When I asked about the best way to listen to his work, he laughed and said, "In the studio, but obviously that can't happen, so a great hi-fi is the best." He likes WAV files or CDs, and was less thrilled with MP3s that have been passed around the Internet a couple of times. He said, "We want the best listening environment, but most people hear music on computer speakers or ear buds." As an engineer, he thinks it's important to know how people listen, but he wants to bring them back to high-fidelity.

I couldn't agree more, so I brought up the idea of releasing less dynamically compressed and maximally compressed mixes and letting people buy what they want.

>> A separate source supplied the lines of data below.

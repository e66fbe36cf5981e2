//! upnp-cli - router port forwarding over UPnP
//!
//! This library finds the UPnP Internet Gateway Device on the local network,
//! settles on exactly one WAN connection service to talk to, and forwards or
//! clears ports on it for TCP and UDP together.

#![warn(missing_docs)]
#![warn(clippy::all)]

pub mod igd;
pub mod keep;
pub mod router;
pub mod settings;

#[cfg(test)]
mod tests;

/// Result type alias for upnp-cli operations
pub type Result<T> = std::result::Result<T, Error>;

/// Error types for upnp-cli operations
#[derive(Debug, thiserror::Error)]
pub enum Error {
    /// Invalid or unreadable configuration
    #[error("Config error: {0}")]
    Config(String),

    /// JSON serialization error
    #[error("JSON serialization error: {0}")]
    JsonSerialization(#[from] serde_json::Error),
}

/// Initialize logging to stderr
///
/// INFO and above by default, DEBUG and above when `verbose` is set.
pub fn init_logging(verbose: bool) {
    let level = if verbose {
        tracing::Level::DEBUG
    } else {
        tracing::Level::INFO
    };

    tracing_subscriber::fmt()
        .with_max_level(level)
        .with_target(false)
        .with_writer(std::io::stderr)
        .init();
}
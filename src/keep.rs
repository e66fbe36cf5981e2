//! "Keep" lifecycle: forward a port for as long as the process runs
//!
//! Forward once, wait for a termination signal with no timeout, clear once,
//! exit. Signal listeners are registered before forwarding. Nothing is
//! persisted: if the process dies without clearing, the mapping stays on the
//! router.

use crate::router::{RouterClient, RouterError};
use std::future::Future;
use tracing::{info, warn};

/// Lifecycle states of a kept mapping
#[derive(Debug, Clone, Copy, PartialEq, Eq)]
pub enum KeepState {
    /// Nothing forwarded yet
    Idle,
    /// Both mappings are in place
    Forwarded,
    /// Both mappings were removed after shutdown was requested
    Cleared,
    /// Terminal state
    Exited,
}

/// A port kept forwarded until shutdown
#[derive(Debug)]
pub struct KeepSession {
    router: RouterClient,
    port: u16,
    state: KeepState,
}

impl KeepSession {
    /// Create an idle session for `port`
    pub fn new(router: RouterClient, port: u16) -> Self {
        Self {
            router,
            port,
            state: KeepState::Idle,
        }
    }

    /// Forward the port (Idle → Forwarded)
    ///
    /// On failure the session stays idle and the error is returned as is.
    pub async fn start(router: RouterClient, port: u16, description: &str) -> Result<Self, RouterError> {
        let mut session = Self::new(router, port);
        session.router.forward(port, description).await?;
        session.state = KeepState::Forwarded;
        info!("Keeping port {} forwarded", port);
        Ok(session)
    }

    /// Current state
    pub fn state(&self) -> KeepState {
        self.state
    }

    /// Port being kept
    pub fn port(&self) -> u16 {
        self.port
    }

    /// Block on `shutdown`, then clear the port once
    ///
    /// Clearing is best effort: a failure is returned but not retried. On
    /// success the session is [`KeepState::Cleared`]; after a failed clear it
    /// stays [`KeepState::Forwarded`]. The value the shutdown future resolved
    /// with is handed back alongside.
    pub async fn hold<S>(&mut self, shutdown: S) -> (S::Output, Result<(), RouterError>)
    where
        S: Future,
    {
        let signal = shutdown.await;

        if self.state != KeepState::Forwarded {
            return (signal, Ok(()));
        }

        info!("Shutdown requested, clearing port {}", self.port);
        let cleared = self.router.clear(self.port).await;
        match &cleared {
            Ok(()) => self.state = KeepState::Cleared,
            Err(e) => warn!("Failed to clear port {}: {}", self.port, e),
        }

        (signal, cleared)
    }

    /// End the session (→ Exited), whatever state it reached
    pub fn exit(mut self) -> KeepState {
        if self.state == KeepState::Forwarded {
            warn!("Exiting with port {} still forwarded", self.port);
        }
        self.state = KeepState::Exited;
        self.state
    }
}

/// Termination signal listeners
///
/// Register before forwarding: a signal raised between registration and
/// [`recv`](Self::recv) is delivered on the next `recv` instead of being lost.
/// SIGTERM, SIGINT and SIGQUIT on Unix; Ctrl-C on Windows.
#[derive(Debug)]
pub struct ShutdownSignal {
    #[cfg(unix)]
    terminate: tokio::signal::unix::Signal,
    #[cfg(unix)]
    interrupt: tokio::signal::unix::Signal,
    #[cfg(unix)]
    quit: tokio::signal::unix::Signal,
    #[cfg(windows)]
    ctrl_c: tokio::signal::windows::CtrlC,
}

impl ShutdownSignal {
    /// Install the listeners
    #[cfg(unix)]
    pub fn register() -> std::io::Result<Self> {
        use tokio::signal::unix::{signal, SignalKind};

        Ok(Self {
            terminate: signal(SignalKind::terminate())?,
            interrupt: signal(SignalKind::interrupt())?,
            quit: signal(SignalKind::quit())?,
        })
    }

    /// Install the listeners
    #[cfg(windows)]
    pub fn register() -> std::io::Result<Self> {
        Ok(Self {
            ctrl_c: tokio::signal::windows::ctrl_c()?,
        })
    }

    /// Wait for the next termination signal and name it
    #[cfg(unix)]
    pub async fn recv(&mut self) -> &'static str {
        tokio::select! {
            _ = self.terminate.recv() => "SIGTERM",
            _ = self.interrupt.recv() => "SIGINT",
            _ = self.quit.recv() => "SIGQUIT",
        }
    }

    /// Wait for the next termination signal and name it
    #[cfg(windows)]
    pub async fn recv(&mut self) -> &'static str {
        self.ctrl_c.recv().await;
        "Ctrl-C"
    }
}
//! The selected router and its port mapping operations

use super::local_ip::{resolve_local_ip, InterfaceSource, SystemInterfaces};
use super::types::{MappingOperation, RouterError};
use crate::igd::{BoxedConnection, PortMappingEntry, PortMappingProtocol, PortMappingRequest, ServiceVariant};
use std::fmt;
use std::net::IpAddr;
use tracing::info;

/// Lease duration requested for every mapping (no expiry requested)
pub const LEASE_DURATION: u32 = 0;

/// Handle to the one gateway control endpoint chosen for this run
///
/// The local address facing the router is resolved on first use and cached
/// for the lifetime of the handle.
///
/// # Example
///
/// ```no_run
/// use std::sync::Arc;
/// use tokio_util::sync::CancellationToken;
/// use upnp_cli::igd::{SearchOptions, SsdpDeviceFinder};
/// use upnp_cli::router::discover_and_select_router;
///
/// # async fn example() -> Result<(), Box<dyn std::error::Error>> {
/// let finder = Arc::new(SsdpDeviceFinder::new(SearchOptions::default()));
/// let mut router = discover_and_select_router(finder, &CancellationToken::new()).await?;
/// router.forward(8080, "web server").await?;
/// router.clear(8080).await?;
/// # Ok(())
/// # }
/// ```
pub struct RouterClient {
    connection: BoxedConnection,
    interfaces: Box<dyn InterfaceSource>,
    local_ip: Option<IpAddr>,
}

impl RouterClient {
    /// Wrap a selected connection, resolving local addresses from the host's interfaces
    pub fn new(connection: BoxedConnection) -> Self {
        Self::with_interfaces(connection, SystemInterfaces)
    }

    /// Wrap a selected connection with a custom interface source
    pub fn with_interfaces(connection: BoxedConnection, interfaces: impl InterfaceSource + 'static) -> Self {
        Self {
            connection,
            interfaces: Box::new(interfaces),
            local_ip: None,
        }
    }

    /// Service variant of the selected connection
    pub fn variant(&self) -> ServiceVariant {
        self.connection.variant()
    }

    /// Host part of the router's base URL
    pub fn control_host(&self) -> Option<&str> {
        self.connection.url_base().host_str()
    }

    /// Local address on the router's subnet, resolved once and then cached
    pub fn local_ip(&mut self) -> Result<IpAddr, RouterError> {
        if let Some(ip) = self.local_ip {
            return Ok(ip);
        }

        let ip = resolve_local_ip(self.connection.url_base(), self.interfaces.as_ref())?;
        self.local_ip = Some(ip);
        Ok(ip)
    }

    /// The router's external (WAN) address
    pub async fn get_external_ip_address(&self) -> Result<String, RouterError> {
        self.connection
            .get_external_ip_address()
            .await
            .map_err(RouterError::ExternalIp)
    }

    /// Forward `port` (external = internal) on TCP then UDP to the local address
    ///
    /// Not atomic: if the UDP mapping fails the TCP mapping stays in place,
    /// and if the TCP mapping fails UDP is never attempted.
    pub async fn forward(&mut self, port: u16, description: &str) -> Result<(), RouterError> {
        let local_ip = self.local_ip()?;

        for protocol in PortMappingProtocol::BOTH {
            info!("Forwarding port {} on {}...", port, protocol);

            let request = PortMappingRequest {
                remote_host: String::new(),
                external_port: port,
                protocol,
                internal_port: port,
                internal_client: local_ip.to_string(),
                enabled: true,
                description: description.to_string(),
                lease_duration: LEASE_DURATION,
            };

            self.connection
                .add_port_mapping(&request)
                .await
                .map_err(|source| RouterError::RemoteMapping {
                    operation: MappingOperation::Add,
                    port,
                    protocol,
                    source,
                })?;
        }

        Ok(())
    }

    /// Delete the TCP then UDP mappings of `port`
    ///
    /// Same fail-fast semantics as [`forward`](Self::forward). A missing
    /// mapping is reported by the device and surfaced as an error.
    pub async fn clear(&self, port: u16) -> Result<(), RouterError> {
        for protocol in PortMappingProtocol::BOTH {
            info!("Clearing port {} on {}...", port, protocol);

            self.connection
                .delete_port_mapping("", port, protocol)
                .await
                .map_err(|source| RouterError::RemoteMapping {
                    operation: MappingOperation::Delete,
                    port,
                    protocol,
                    source,
                })?;
        }

        Ok(())
    }

    /// The router's current mapping of `port`/`protocol`
    pub async fn mapping_entry(
        &self,
        port: u16,
        protocol: PortMappingProtocol,
    ) -> Result<PortMappingEntry, RouterError> {
        self.connection
            .get_specific_port_mapping_entry("", port, protocol)
            .await
            .map_err(|source| RouterError::RemoteMapping {
                operation: MappingOperation::Query,
                port,
                protocol,
                source,
            })
    }
}

impl fmt::Debug for RouterClient {
    fn fmt(&self, f: &mut fmt::Formatter<'_>) -> fmt::Result {
        f.debug_struct("RouterClient")
            .field("connection", &self.connection)
            .field("local_ip", &self.local_ip)
            .finish_non_exhaustive()
    }
}
//! Command line tool settings

use crate::igd::SearchOptions;
use crate::{Error, Result};
use serde::{Deserialize, Serialize};
use std::net::{IpAddr, Ipv4Addr, SocketAddr};
use std::time::Duration;

/// Default description stored with new mappings
pub const DEFAULT_DESCRIPTION: &str = "upnp-cli";

/// Tool settings
///
/// Stored as JSON. Missing fields take their default value, and a missing or
/// empty file yields the defaults.
///
/// # Example
/// ```rust,no_run
/// use upnp_cli::settings::Settings;
///
/// let settings = Settings::load("upnp.json").expect("Failed to load");
/// println!("Searching for {}s", settings.search_timeout_secs);
/// ```
#[derive(Debug, Clone, PartialEq, Eq, Serialize, Deserialize)]
#[serde(default)]
pub struct Settings {
    /// How long to collect SSDP replies, in seconds
    pub search_timeout_secs: u64,
    /// Timeout of each description / SOAP request, in seconds
    pub http_timeout_secs: u64,
    /// Local IPv4 address the SSDP socket binds to (all interfaces if unset)
    pub bind_addr: Option<Ipv4Addr>,
    /// Description used when none is given on the command line
    pub default_description: String,
    /// Fail discovery when any device description cannot be read
    pub strict_discovery: bool,
}

impl Settings {
    /// Load settings from a JSON file
    ///
    /// # Arguments
    /// * `path` - Path to the settings file
    ///
    /// # Returns
    /// The loaded settings, or default settings if the file doesn't exist
    pub fn load<P: AsRef<std::path::Path>>(path: P) -> Result<Self> {
        let path = path.as_ref();

        if !path.exists() {
            return Ok(Self::default());
        }

        let data = std::fs::read_to_string(path)
            .map_err(|e| Error::Config(format!("Failed to read settings: {}", e)))?;

        if data.trim().is_empty() {
            return Ok(Self::default());
        }

        let settings: Self = serde_json::from_str(&data)
            .map_err(|e| Error::Config(format!("Failed to parse settings: {}", e)))?;

        settings.validate()?;
        Ok(settings)
    }

    /// Save settings to a JSON file, creating parent directories
    pub fn save<P: AsRef<std::path::Path>>(&self, path: P) -> Result<()> {
        let path = path.as_ref();

        if let Some(parent) = path.parent() {
            std::fs::create_dir_all(parent)
                .map_err(|e| Error::Config(format!("Failed to create settings directory: {}", e)))?;
        }

        let json = serde_json::to_string_pretty(self)?;
        std::fs::write(path, json)
            .map_err(|e| Error::Config(format!("Failed to write settings: {}", e)))?;

        Ok(())
    }

    /// Reject values discovery cannot work with
    pub fn validate(&self) -> Result<()> {
        if self.search_timeout_secs == 0 {
            return Err(Error::Config("search_timeout_secs must be at least 1".to_string()));
        }
        if self.http_timeout_secs == 0 {
            return Err(Error::Config("http_timeout_secs must be at least 1".to_string()));
        }
        Ok(())
    }

    /// Discovery options derived from these settings
    pub fn search_options(&self) -> SearchOptions {
        let bind_ip = self.bind_addr.unwrap_or(Ipv4Addr::UNSPECIFIED);

        SearchOptions {
            bind_addr: SocketAddr::new(IpAddr::V4(bind_ip), 0),
            timeout: Duration::from_secs(self.search_timeout_secs),
            http_timeout: Duration::from_secs(self.http_timeout_secs),
        }
    }

    /// `description` if non-empty, otherwise the configured default
    pub fn description_or_default(&self, description: &[String]) -> String {
        let joined = description.join(" ");
        if joined.trim().is_empty() {
            self.default_description.clone()
        } else {
            joined
        }
    }
}

impl Default for Settings {
    fn default() -> Self {
        Self {
            search_timeout_secs: 3,
            http_timeout_secs: 5,
            bind_addr: None,
            default_description: DEFAULT_DESCRIPTION.to_string(),
            strict_discovery: true,
        }
    }
}
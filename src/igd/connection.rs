//! The capability shared by every WAN connection service variant

use super::soap::ServiceClient;
use super::types::{PortMappingEntry, PortMappingProtocol, PortMappingRequest, ServiceVariant, UpnpError};
use async_trait::async_trait;
use reqwest::Url;
use std::collections::HashMap;
use std::fmt;

/// Operations common to WANIPConnection:1, WANIPConnection:2 and WANPPPConnection:1
///
/// Everything above the client layer is written against this trait, so the
/// router selection and port mapping logic never branches on the variant.
#[async_trait]
pub trait WanConnection: Send + Sync + fmt::Debug {
    /// Service variant behind this handle
    fn variant(&self) -> ServiceVariant;

    /// Base URL of the root device (its host is the router's LAN address)
    fn url_base(&self) -> &Url;

    /// `GetExternalIPAddress`
    async fn get_external_ip_address(&self) -> Result<String, UpnpError>;

    /// `AddPortMapping`
    async fn add_port_mapping(&self, request: &PortMappingRequest) -> Result<(), UpnpError>;

    /// `DeletePortMapping`
    async fn delete_port_mapping(
        &self,
        remote_host: &str,
        external_port: u16,
        protocol: PortMappingProtocol,
    ) -> Result<(), UpnpError>;

    /// `GetSpecificPortMappingEntry`
    async fn get_specific_port_mapping_entry(
        &self,
        remote_host: &str,
        external_port: u16,
        protocol: PortMappingProtocol,
    ) -> Result<PortMappingEntry, UpnpError>;
}

/// A boxed connection handle of any variant
pub type BoxedConnection = Box<dyn WanConnection>;

pub(crate) async fn get_external_ip_address(service: &ServiceClient) -> Result<String, UpnpError> {
    let response = service.perform_action("GetExternalIPAddress", &[]).await?;
    required(&response, "NewExternalIPAddress").map(str::to_string)
}

pub(crate) async fn add_port_mapping(
    service: &ServiceClient,
    request: &PortMappingRequest,
) -> Result<(), UpnpError> {
    let args = [
        ("NewRemoteHost", request.remote_host.clone()),
        ("NewExternalPort", request.external_port.to_string()),
        ("NewProtocol", request.protocol.as_str().to_string()),
        ("NewInternalPort", request.internal_port.to_string()),
        ("NewInternalClient", request.internal_client.clone()),
        ("NewEnabled", bool_arg(request.enabled)),
        ("NewPortMappingDescription", request.description.clone()),
        ("NewLeaseDuration", request.lease_duration.to_string()),
    ];
    service.perform_action("AddPortMapping", &args).await?;
    Ok(())
}

pub(crate) async fn delete_port_mapping(
    service: &ServiceClient,
    remote_host: &str,
    external_port: u16,
    protocol: PortMappingProtocol,
) -> Result<(), UpnpError> {
    let args = [
        ("NewRemoteHost", remote_host.to_string()),
        ("NewExternalPort", external_port.to_string()),
        ("NewProtocol", protocol.as_str().to_string()),
    ];
    service.perform_action("DeletePortMapping", &args).await?;
    Ok(())
}

pub(crate) async fn get_specific_port_mapping_entry(
    service: &ServiceClient,
    remote_host: &str,
    external_port: u16,
    protocol: PortMappingProtocol,
) -> Result<PortMappingEntry, UpnpError> {
    let args = [
        ("NewRemoteHost", remote_host.to_string()),
        ("NewExternalPort", external_port.to_string()),
        ("NewProtocol", protocol.as_str().to_string()),
    ];
    let response = service.perform_action("GetSpecificPortMappingEntry", &args).await?;
    parse_port_mapping_entry(&response)
}

/// Build a [`PortMappingEntry`] from `GetSpecificPortMappingEntry` output arguments
pub fn parse_port_mapping_entry(response: &HashMap<String, String>) -> Result<PortMappingEntry, UpnpError> {
    Ok(PortMappingEntry {
        internal_port: parse_number(response, "NewInternalPort")?,
        internal_client: required(response, "NewInternalClient")?.to_string(),
        enabled: parse_bool(required(response, "NewEnabled")?)?,
        description: response
            .get("NewPortMappingDescription")
            .cloned()
            .unwrap_or_default(),
        lease_duration: parse_number(response, "NewLeaseDuration")?,
    })
}

fn required<'a>(response: &'a HashMap<String, String>, name: &str) -> Result<&'a str, UpnpError> {
    response
        .get(name)
        .map(String::as_str)
        .ok_or_else(|| UpnpError::InvalidResponse(format!("Missing {} in response", name)))
}

fn parse_number<T: std::str::FromStr>(response: &HashMap<String, String>, name: &str) -> Result<T, UpnpError> {
    let value = required(response, name)?;
    value
        .parse()
        .map_err(|_| UpnpError::InvalidResponse(format!("Invalid {} '{}'", name, value)))
}

fn parse_bool(value: &str) -> Result<bool, UpnpError> {
    match value.to_ascii_lowercase().as_str() {
        "1" | "true" | "yes" => Ok(true),
        "0" | "false" | "no" => Ok(false),
        other => Err(UpnpError::InvalidResponse(format!("Invalid boolean '{}'", other))),
    }
}

fn bool_arg(value: bool) -> String {
    if value { "1" } else { "0" }.to_string()
}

Young Guru wasn't surprised by my two-mix solution and said, "You can suggest it [less compression], but I'm not sure it would be important to the artist -- it's their budget, their money, and their time -- and the engineer is not the person who determines that. I don't fight the formats, I just try to educate people about what sounds better."

Young Guru likes LPs, but he knows their sound quality depends on who mastered it. Defining good sound is always difficult, and he admits that even for engineers it's not easy, and when they say something sounds good what they really mean is it sounds like what they're used to. That's not so different from everybody else; engineers like what they like, it's their taste. Regarding the analog vs. digital divide, Young Guru said, "You have to bow down to the fact that there is a generation that grew up with CDs, and they don't hear the warmth of vinyl. All you can do is present it to them, and I like that I see a lot of younger guys in record stores searching for new music."